Given his limitations, Rodriguez did start to show some resolve in learning the game. He started to pick the brain of his father, Abel Rodriguez, who once played collegiately in Mexico and for Mexico’s 19-and-under program.
Family roots in Mexico
“My dad used to play, back in his day, and he was always into the little things (in the game),” Adrian Rodriguez said. “Like, setting good screens. Setting screens, rolling and talking. He wasn’t the most skilled guy. But he was always on the floor because he would do everything right. With effort plays, things like that.
“So from the very beginning, everything I learned was (how) to do the little things.”
Pretty soon, the little things turned into big things.
Under coach Rudy Garcia, Rodriguez played on a high school team at Tulsa Union that won state when he was a freshman and then added regional titles every other year. As a senior, he was all-state while averaging 14.1 points, 8.4 rebounds, 2.3 assists and 1.6 blocks.
Now at UTSA, he’s getting ready to embark on his fourth season with the Roadrunners, all while making strides toward a degree in mechanical engineering. He’s got a 3.0 grade-point average and seems to be well on his way.
Sometimes, he wonders how it all happened.
‘How did I get here?’
“I have a little saying, like, ‘How did I get here?’ ” he said. “It’s all crazy. Until my junior year (in high school) I didn’t even think I was going to be able to play (in college). From that mindset to where I am now, it’s crazy.”

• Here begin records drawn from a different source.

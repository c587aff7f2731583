//! Model metadata, staging context and the metadata frame codec
//!
//! A persisted model is `[metadata frame][tar.gz stream]`. Only
//! `PersistableMetadata` is ever encoded; `StagingContext` names the local
//! directory the archive is built from or unpacked into and never leaves
//! the process.

use crate::errors::{ExError, ExErrorKind, PersistError, Result};
use bincode::Options;
use serde::{Deserialize, Serialize};
use std::io::{Cursor, Read};
use std::path::{Path, PathBuf};

/// Version tag written at the front of every metadata frame
pub const METADATA_FORMAT_VERSION: u32 = 1;

/// Upper bound on an encoded frame; rejects corrupt length prefixes early
const MAX_FRAME_BYTES: u64 = 16 * 1024 * 1024;

/// The serialized half of a model: the training statement that produced it
#[derive(Debug, Clone, PartialEq, Eq, Serialize, Deserialize)]
pub struct PersistableMetadata {
    format_version: u32,
    train_select: String,
}

impl PersistableMetadata {
    pub fn new(train_select: impl Into<String>) -> Self {
        Self {
            format_version: METADATA_FORMAT_VERSION,
            train_select: train_select.into(),
        }
    }

    /// The training statement text
    pub fn train_select(&self) -> &str {
        &self.train_select
    }

    pub fn format_version(&self) -> u32 {
        self.format_version
    }
}

/// The local-only half of a model: the staging directory
#[derive(Debug, Clone, PartialEq, Eq)]
pub struct StagingContext {
    dir: PathBuf,
}

impl StagingContext {
    pub fn new(dir: impl Into<PathBuf>) -> Self {
        Self { dir: dir.into() }
    }

    pub fn path(&self) -> &Path {
        &self.dir
    }

    /// Check that the staging directory exists and is a directory
    pub fn ensure_exists(&self, op: &str) -> Result<()> {
        if self.dir.as_os_str().is_empty() {
            return Err(ExError::new(ExErrorKind::InvalidInput)
                .with_op(op.to_string())
                .with_message("staging directory is empty"));
        }
        if !self.dir.is_dir() {
            return Err(ExError::new(ExErrorKind::InvalidInput)
                .with_op(op.to_string())
                .with_entity_id(self.dir.display().to_string())
                .with_message("staging directory does not exist or is not a directory"));
        }
        Ok(())
    }
}

fn frame_options() -> impl Options {
    bincode::DefaultOptions::new()
        .with_fixint_encoding()
        .with_limit(MAX_FRAME_BYTES)
        .allow_trailing_bytes()
}

/// Encode metadata into a standalone, self-delimiting frame
pub fn encode_metadata(metadata: &PersistableMetadata) -> Result<Vec<u8>> {
    frame_options().serialize(metadata).map_err(|e| {
        PersistError::MetadataEncode {
            reason: e.to_string(),
        }
        .into()
    })
}

/// Decode one metadata frame from a reader, consuming exactly its bytes
pub fn decode_metadata_from<R: Read>(reader: R) -> Result<PersistableMetadata> {
    let metadata: PersistableMetadata =
        frame_options()
            .deserialize_from(reader)
            .map_err(|e| PersistError::MetadataDecode {
                reason: e.to_string(),
            })?;

    if metadata.format_version != METADATA_FORMAT_VERSION {
        return Err(PersistError::MetadataVersion {
            found: metadata.format_version,
            expected: METADATA_FORMAT_VERSION,
        }
        .into());
    }

    Ok(metadata)
}

/// Decode the metadata frame at the front of `bytes`
///
/// Returns the metadata and the number of bytes it occupied; everything
/// after that offset is the archive payload.
pub fn decode_metadata_prefix(bytes: &[u8]) -> Result<(PersistableMetadata, usize)> {
    let mut cursor = Cursor::new(bytes);
    let metadata = decode_metadata_from(&mut cursor)?;
    let consumed = usize::try_from(cursor.position()).map_err(|_| {
        ExError::new(ExErrorKind::Internal)
            .with_op("decode_metadata")
            .with_message("frame offset does not fit in usize")
    })?;
    Ok((metadata, consumed))
}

In his injury-scarred first season at UTSA, the Roadrunners won 20 games. In his second year, they won 17. Both seasons, UTSA finished 11-7 in Conference USA, competing with and beating some of the best teams in the league. Last year, the Roadrunners suffered a fall, with the team finishing 13-19 overall and 7-11.
Despite the pandemic, preseason workouts in the past few months have been productive, Rodriguez said, and an attitude adjustment may hold the key to it all.
“I think we look really good right now,” he said. “The chemistry is there. It seems like everybody is setting their egos aside and really playing for one thing, and that’s to win. Last year we had a chance to be really good and it didn’t go our way. I think this year, we’re taking the right steps to get where we need to be.”
In terms of his own situation, Rodriguez said it’s encouraging to hear that the head coach has noticed how hard he has worked personally to make it happen.
“It re-assures me that what I’ve done is the right thing,” he said. “I believe everything (in offseason conditioning) that I’ve been doing is not to benefit me — but to help the team. So if he sees that improvement, then, to me, it means we’re (on track) to win. And so, that’s the best part, for me.”